HOW TO COMPLETE THIS TASK:
Where "output" occurs in a line of the entries below, copy that line.
───── EXTRACTED ENTRIES
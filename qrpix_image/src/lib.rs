//! Image backends for rendering QR code module matrices.
//!
//! An [Image] computes the pixel [Geometry] of a QR code and delegates the creation of the
//! drawable surface to a [Backend]. Three backends are provided:
//!
//! - [Raster]: an in-memory RGBA buffer, saved as PNG or JPEG.
//! - [Svg]: a vector document made of rects or of a single path.
//! - [Text]: a grid of character patterns, one per pixel.

use std::io::Write;

use qrpix_core::{Geometry, PixelBox};

mod color;
mod raster;
mod svg;
mod text;

pub use color::{Color, ColorParseError};
pub use raster::{
    Raster, RasterError, RasterFormat, RasterOptions, RasterSurface, MAX_RASTER_PIXELS,
};
pub use svg::{Svg, SvgDocument, SvgError, SvgOptions, SvgStyle};
pub use text::{Text, TextError, TextOptions, TextSurface};

/// A rendering target for QR codes.
///
/// Implementors must provide [Backend::new_image]; there is no default surface, so an [Image]
/// cannot be built without a concrete backend:
/// ```compile_fail
/// use qrpix_image::Image;
/// struct NoBackend;
/// let image = Image::<NoBackend>::new(2, 21, 10, ());
/// ```
/// ```compile_fail
/// use qrpix_core::{Geometry, PixelBox};
/// use qrpix_image::Backend;
/// struct Incomplete;
/// impl Backend for Incomplete {
///     type Options = ();
///     type Surface = ();
///     type Error = std::io::Error;
///     fn draw_box(_: &mut (), _: PixelBox) {}
///     fn save<W: std::io::Write>(_: &(), _: &mut W) -> std::io::Result<()> { Ok(()) }
/// }
/// ```
pub trait Backend {
    /// Backend specific configuration, such as colors or output format.
    type Options: Default;
    /// The drawable surface produced by the backend.
    type Surface;
    type Error: std::error::Error + 'static;

    /// Create a fully initialized surface of at least `geometry.pixel_size()` pixels per side.
    fn new_image(geometry: &Geometry, options: Self::Options) -> Result<Self::Surface, Self::Error>;

    /// Paint the pixels of `pixel_box` as a dark module.
    ///
    /// Implementations may panic if `pixel_box` does not lie inside the surface; [Image::draw_rect]
    /// only passes boxes of the symbol.
    fn draw_box(surface: &mut Self::Surface, pixel_box: PixelBox);

    /// Serialize `surface` into `output`.
    fn save<W: Write>(surface: &Self::Surface, output: &mut W) -> Result<(), Self::Error>;
}

/// A QR code image: the pixel geometry together with the one surface created for it.
pub struct Image<B: Backend> {
    geometry: Geometry,
    surface: B::Surface,
}

impl<B: Backend> Image<B> {
    /// Construct a new [Image] for a symbol `width` modules wide, surrounded by `border` modules of
    /// quiet zone, with `box_size` pixels per module. Errors from [Backend::new_image] are returned
    /// as they are.
    /// # Example
    /// ```
    /// use qrpix_image::{Image, Raster, RasterOptions};
    /// let image = Image::<Raster>::new(2, 21, 10, RasterOptions::default()).unwrap();
    /// assert_eq!(image.pixel_size(), 250);
    /// assert_eq!(image.get_image().buffer().dimensions(), (250, 250));
    /// ```
    /// # Panics
    /// Panics if the pixel size overflows `usize`.
    pub fn new(
        border: usize,
        width: usize,
        box_size: usize,
        options: B::Options,
    ) -> Result<Self, B::Error> {
        Self::with_geometry(Geometry::new(border, width, box_size), options)
    }

    /// Construct a new [Image] with an already computed `geometry`.
    pub fn with_geometry(geometry: Geometry, options: B::Options) -> Result<Self, B::Error> {
        log::debug!(
            "creating {}x{} px image for {} modules (border {}, box size {})",
            geometry.pixel_size(),
            geometry.pixel_size(),
            geometry.width(),
            geometry.border(),
            geometry.box_size()
        );
        let surface = B::new_image(&geometry, options)?;
        Ok(Self { geometry, surface })
    }

    /// Get the geometry of the image.
    pub fn geometry(&self) -> &Geometry {
        &self.geometry
    }

    /// Quiet zone width in modules.
    pub fn border(&self) -> usize {
        self.geometry.border()
    }

    /// Symbol width in modules.
    pub fn width(&self) -> usize {
        self.geometry.width()
    }

    /// Pixels per module.
    pub fn box_size(&self) -> usize {
        self.geometry.box_size()
    }

    /// Side of the image in pixels.
    pub fn pixel_size(&self) -> usize {
        self.geometry.pixel_size()
    }

    /// Get the surface created at construction. Every call returns the same surface.
    pub fn get_image(&self) -> &B::Surface {
        &self.surface
    }

    /// Consume the image and take its surface.
    pub fn into_image(self) -> B::Surface {
        self.surface
    }

    /// Get the box of pixels covering the module at `(row, col)`.
    pub fn pixel_box(&self, row: usize, col: usize) -> PixelBox {
        self.geometry.pixel_box(row, col)
    }

    /// Paint the module at `(row, col)` of the symbol dark.
    /// # Panics
    /// Panics if `(row, col)` lies outside the symbol.
    pub fn draw_rect(&mut self, row: usize, col: usize) {
        let width = self.width();
        if row >= width || col >= width {
            panic!(
                "index out of bounds: the size is {} but the index is ({}, {})",
                width, row, col
            );
        }
        let pixel_box = self.pixel_box(row, col);
        log::trace!("drawing module ({}, {}) at {:?}", row, col, pixel_box);
        B::draw_box(&mut self.surface, pixel_box);
    }

    /// Serialize the surface into `output`.
    pub fn save<W: Write>(&self, output: &mut W) -> Result<(), B::Error> {
        B::save(&self.surface, output)
    }
}

impl<B> std::fmt::Debug for Image<B>
where
    B: Backend,
    B::Surface: std::fmt::Debug,
{
    fn fmt(&self, f: &mut std::fmt::Formatter<'_>) -> std::fmt::Result {
        f.debug_struct("Image")
            .field("geometry", &self.geometry)
            .field("surface", &self.surface)
            .finish()
    }
}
──────────
FINISHED TASK:
    /// Backend specific configuration, such as colors or output format.
    /// Serialize `surface` into `output`.
    fn save<W: Write>(surface: &Self::Surface, output: &mut W) -> Result<(), Self::Error>;
    /// Serialize the surface into `output`.
    pub fn save<W: Write>(&self, output: &mut W) -> Result<(), B::Error> {
        B::save(&self.surface, output)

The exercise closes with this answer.